Hydroxycinnamoyl-CoA quinate hydroxycinnamoyl transferase (HQT) is the key enzyme in the biosynthetic pathway of chlorogenic acid. A homologous gene of NtHQT from Nicotiana tabacum was cloned and named NtHQT2. Amino acid sequence alignment and phylogenetic analysis revealed that NtHQT2 possessed the conserved HTLSD and DEFEG motifs of HQT protein and belonged to the same branch with HQTs from tobacco and other Solanaceae plants in terms of evolutionary relationships. By analyzing the expression patterns of NtHQT2 gene in different tissues of tobacco by qRT-PCR analysis, it was found that NtHQT2 gene was expressed in the root, stalk, leaf, axillary bud, and flower with higher expression levels observed in the leaves.

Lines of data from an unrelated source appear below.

//! Observable state snapshots for invariant checking.
//!
//! Snapshots capture the observable state of the system at a point in time.
//! Invariants operate on snapshots rather than live state so that every check
//! sees the same moment.

use std::collections::BTreeMap;

use parley_app::App;
use parley_client::{ConnectionHealth, Environment, Identity, SessionController, SessionPhase};
use serde::Serialize;

/// Snapshot of the entire system state.
#[derive(Debug, Clone, Default, Serialize)]
pub struct SystemSnapshot {
    /// Per-client state snapshots.
    pub clients: Vec<ClientSnapshot>,
    /// Server-side membership per room, in the order the server reports it.
    pub rooms: BTreeMap<String, Vec<String>>,
    /// No input or traffic is waiting anywhere.
    pub quiescent: bool,
}

impl SystemSnapshot {
    /// Create an empty snapshot (no clients).
    pub fn empty() -> Self {
        Self::default()
    }

    /// Create a snapshot with a single client.
    pub fn single(client: ClientSnapshot) -> Self {
        Self { clients: vec![client], ..Self::default() }
    }

    /// Add a client snapshot.
    pub fn add_client(&mut self, client: ClientSnapshot) {
        self.clients.push(client);
    }
}

/// Session lifecycle phase.
#[derive(Debug, Clone, Copy, Default, PartialEq, Eq, Serialize)]
pub enum PhaseView {
    /// Not in a session.
    #[default]
    Unjoined,
    /// Join sent, server not heard from.
    Joining,
    /// Server routing room events to us.
    Joined,
}

impl From<SessionPhase> for PhaseView {
    fn from(phase: SessionPhase) -> Self {
        match phase {
            SessionPhase::Unjoined => Self::Unjoined,
            SessionPhase::Joining => Self::Joining,
            SessionPhase::Joined => Self::Joined,
        }
    }
}

/// Connection health.
#[derive(Debug, Clone, Copy, Default, PartialEq, Eq, Serialize)]
pub enum HealthView {
    /// No lifecycle event yet.
    #[default]
    Connecting,
    /// Transport up.
    Connected,
    /// Transport down.
    Disconnected,
}

impl From<ConnectionHealth> for HealthView {
    fn from(health: ConnectionHealth) -> Self {
        match health {
            ConnectionHealth::Connecting => Self::Connecting,
            ConnectionHealth::Connected => Self::Connected,
            ConnectionHealth::Disconnected => Self::Disconnected,
        }
    }
}

/// Session identity.
#[derive(Debug, Clone, PartialEq, Eq, Serialize)]
pub struct IdentityView {
    /// Display name.
    pub display_name: String,
    /// Language code.
    pub language: String,
    /// Room name.
    pub room: String,
}

impl From<&Identity> for IdentityView {
    fn from(identity: &Identity) -> Self {
        Self {
            display_name: identity.display_name.clone(),
            language: identity.language.code().to_string(),
            room: identity.room.clone(),
        }
    }
}

/// Session state as seen by one layer (App view model or controller).
#[derive(Debug, Clone, Default, PartialEq, Eq, Serialize)]
pub struct SessionView {
    /// Identity while in a session.
    pub identity: Option<IdentityView>,
    /// Server has answered the join.
    pub joined: bool,
    /// Room members in server order.
    pub roster: Vec<String>,
    /// Connection health.
    pub health: HealthView,
    /// Translation assumed available.
    pub translation_available: bool,
    /// Visible banner text.
    pub banner: Option<String>,
    /// Send control enabled.
    pub can_send: bool,
}

/// Snapshot of a single client's observable state.
#[derive(Debug, Clone, Default, Serialize)]
pub struct ClientSnapshot {
    /// Client index in the world.
    pub id: usize,
    /// Runtime still running (not quit).
    pub active: bool,
    /// Link to the server is up.
    pub online: bool,
    /// Controller lifecycle phase.
    pub phase: PhaseView,
    /// What the App shows.
    pub app: SessionView,
    /// What the controller holds.
    pub controller: SessionView,
    /// Transcript lines in arrival order.
    pub transcript: Vec<String>,
}

impl ClientSnapshot {
    /// Create an empty snapshot for client `id`.
    pub fn new(id: usize) -> Self {
        Self { id, ..Self::default() }
    }

    /// Capture App and controller state.
    pub fn capture<E: Environment>(
        id: usize,
        app: &App,
        controller: &SessionController<E>,
    ) -> Self {
        let session = controller.session();
        let status = controller.status();

        let controller_view = SessionView {
            identity: session.identity().map(IdentityView::from),
            joined: session.phase() == SessionPhase::Joined,
            roster: controller.presence().members().to_vec(),
            health: status.health().into(),
            translation_available: status.translation_available(),
            banner: status.banner().map(|b| b.text.clone()),
            can_send: controller.can_send(),
        };

        let app_view = SessionView {
            identity: app.identity().map(IdentityView::from),
            joined: app.is_joined(),
            roster: app.roster().to_vec(),
            health: app.health().into(),
            translation_available: app.translation_available(),
            banner: app.banner().map(|b| b.text.clone()),
            can_send: app.can_send(),
        };

        let transcript = app
            .transcript()
            .entries()
            .iter()
            .map(|entry| match entry {
                parley_app::Entry::Message(m) => {
                    let own = if m.is_own { " (you)" } else { "" };
                    let translated = if m.is_translated { " [translated]" } else { "" };
                    format!("[{}] {}{own}: {}{translated}", m.timestamp, m.sender, m.content)
                },
                parley_app::Entry::Notice(n) => format!("* {}", n.text),
            })
            .collect();

        Self {
            id,
            active: true,
            online: false,
            phase: session.phase().into(),
            app: app_view,
            controller: controller_view,
            transcript,
        }
    }

    /// Room the controller is in, if any.
    pub fn room(&self) -> Option<&str> {
        self.controller.identity.as_ref().map(|i| i.room.as_str())
    }
}
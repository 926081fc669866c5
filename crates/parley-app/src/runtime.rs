//! Generic runtime for application orchestration.
//!
//! The Runtime drives the application event loop, coordinating between:
//! - [`App`]: UI state machine
//! - [`Bridge`]: Session bridge to the controller
//! - [`Driver`]: Platform-specific I/O

use parley_client::{ClientConfig, Environment};

use crate::{App, AppAction, AppEvent, Bridge, Driver};

/// Generic runtime that orchestrates App, Bridge, and Driver.
///
/// # Type Parameters
///
/// - `D`: Platform-specific I/O driver
/// - `E`: Environment providing time to the session controller
pub struct Runtime<D, E>
where
    D: Driver,
    E: Environment,
{
    driver: D,
    app: App,
    bridge: Bridge<E>,
}

impl<D, E> Runtime<D, E>
where
    D: Driver<Instant = E::Instant>,
    E: Environment,
{
    /// Create a new runtime with the given driver and environment.
    pub fn new(driver: D, env: E, config: ClientConfig, url: String) -> Self {
        let app = App::new(url);
        let bridge = Bridge::new(env, config);
        Self { driver, app, bridge }
    }

    /// Run the main event loop.
    ///
    /// This is the core orchestration loop that:
    /// 1. Polls for input from the driver
    /// 2. Drains transport events into the bridge
    /// 3. Ticks the bridge so timers fire
    /// 4. Sends outgoing requests through the driver
    ///
    /// Returns after the user quits or leaves the room.
    ///
    /// # Errors
    ///
    /// Returns an error if the driver encounters an I/O error.
    pub async fn run(mut self) -> Result<(), D::Error> {
        let mut should_quit = self.start().await?;

        while !should_quit {
            should_quit = self.process_cycle().await?;
        }

        self.driver.stop();
        Ok(())
    }

    /// Render once and open the transport.
    ///
    /// Returns `true` if the application should quit.
    pub async fn start(&mut self) -> Result<bool, D::Error> {
        self.driver.render(&self.app)?;
        let actions = self.app.connect();
        self.process_actions(actions).await
    }

    /// Process one cycle of the event loop.
    ///
    /// Returns `true` if the application should quit.
    pub async fn process_cycle(&mut self) -> Result<bool, D::Error> {
        let actions = self.driver.poll_event(&mut self.app).await?;
        if !actions.is_empty() && self.process_actions(actions).await? {
            return Ok(true);
        }

        while self.driver.is_connected() {
            let Some(event) = self.driver.recv().await else {
                break;
            };
            let events = self.bridge.handle_transport(event);
            if self.process_bridge_events(events).await? {
                return Ok(true);
            }
        }

        let now = self.driver.now();
        let events = self.bridge.handle_tick(now);
        self.process_bridge_events(events).await
    }

    /// Process actions returned by the App.
    ///
    /// Returns `true` if should quit.
    async fn process_actions(&mut self, initial_actions: Vec<AppAction>) -> Result<bool, D::Error> {
        let mut pending_actions = initial_actions;

        while !pending_actions.is_empty() {
            let actions = std::mem::take(&mut pending_actions);

            for action in actions {
                match action {
                    AppAction::Render => self.driver.render(&self.app)?,
                    AppAction::Quit => return Ok(true),
                    AppAction::Connect { url } => {
                        tracing::info!(%url, "connecting");
                        self.driver.connect(&url).await?;
                    },

                    // Session operations go through the bridge
                    AppAction::Join(_)
                    | AppAction::SendMessage { .. }
                    | AppAction::ChangeLanguage { .. }
                    | AppAction::Leave => {
                        let events = self.bridge.process_app_action(action);
                        self.flush_bridge().await?;
                        for event in events {
                            pending_actions.extend(self.app.handle(event));
                        }
                    },
                }
            }
        }
        Ok(false)
    }

    /// Process events from Bridge back to App.
    async fn process_bridge_events(&mut self, events: Vec<AppEvent>) -> Result<bool, D::Error> {
        self.flush_bridge().await?;
        for event in events {
            let actions = self.app.handle(event);
            if self.process_actions(actions).await? {
                return Ok(true);
            }
        }
        Ok(false)
    }

    /// Send pending requests and honour a teardown request.
    async fn flush_bridge(&mut self) -> Result<(), D::Error> {
        for outbound in self.bridge.take_outgoing() {
            self.driver.send(outbound).await?;
        }
        if self.bridge.take_disconnect() {
            tracing::info!("closing transport");
            self.driver.disconnect();
        }
        Ok(())
    }

    /// Get a reference to the App
    pub fn app(&self) -> &App {
        &self.app
    }

    /// Get a mutable reference to the App
    pub fn app_mut(&mut self) -> &mut App {
        &mut self.app
    }

    /// Get a reference to the Bridge
    pub fn bridge(&self) -> &Bridge<E> {
        &self.bridge
    }

    /// Get a reference to the Driver
    pub fn driver(&self) -> &D {
        &self.driver
    }

    /// Get a mutable reference to the Driver
    pub fn driver_mut(&mut self) -> &mut D {
        &mut self.driver
    }
}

CRISPR/Cas9 gene editing technology was used to perform targeted knockout of NtHQT2 gene, and three types of T0 generation gene-edited plants with NtHQT2 translation error were obtained. By quantifying the chlorogenic acid content in the leaves of homozygous T2 NtHQT2 gene-edited plants, it was observed that the edited plants exhibited a significant decrease in chlorogenic acid content compared to the control, indicating that NtHQT2 gene positively regulates the synthesis of chlorogenic acid.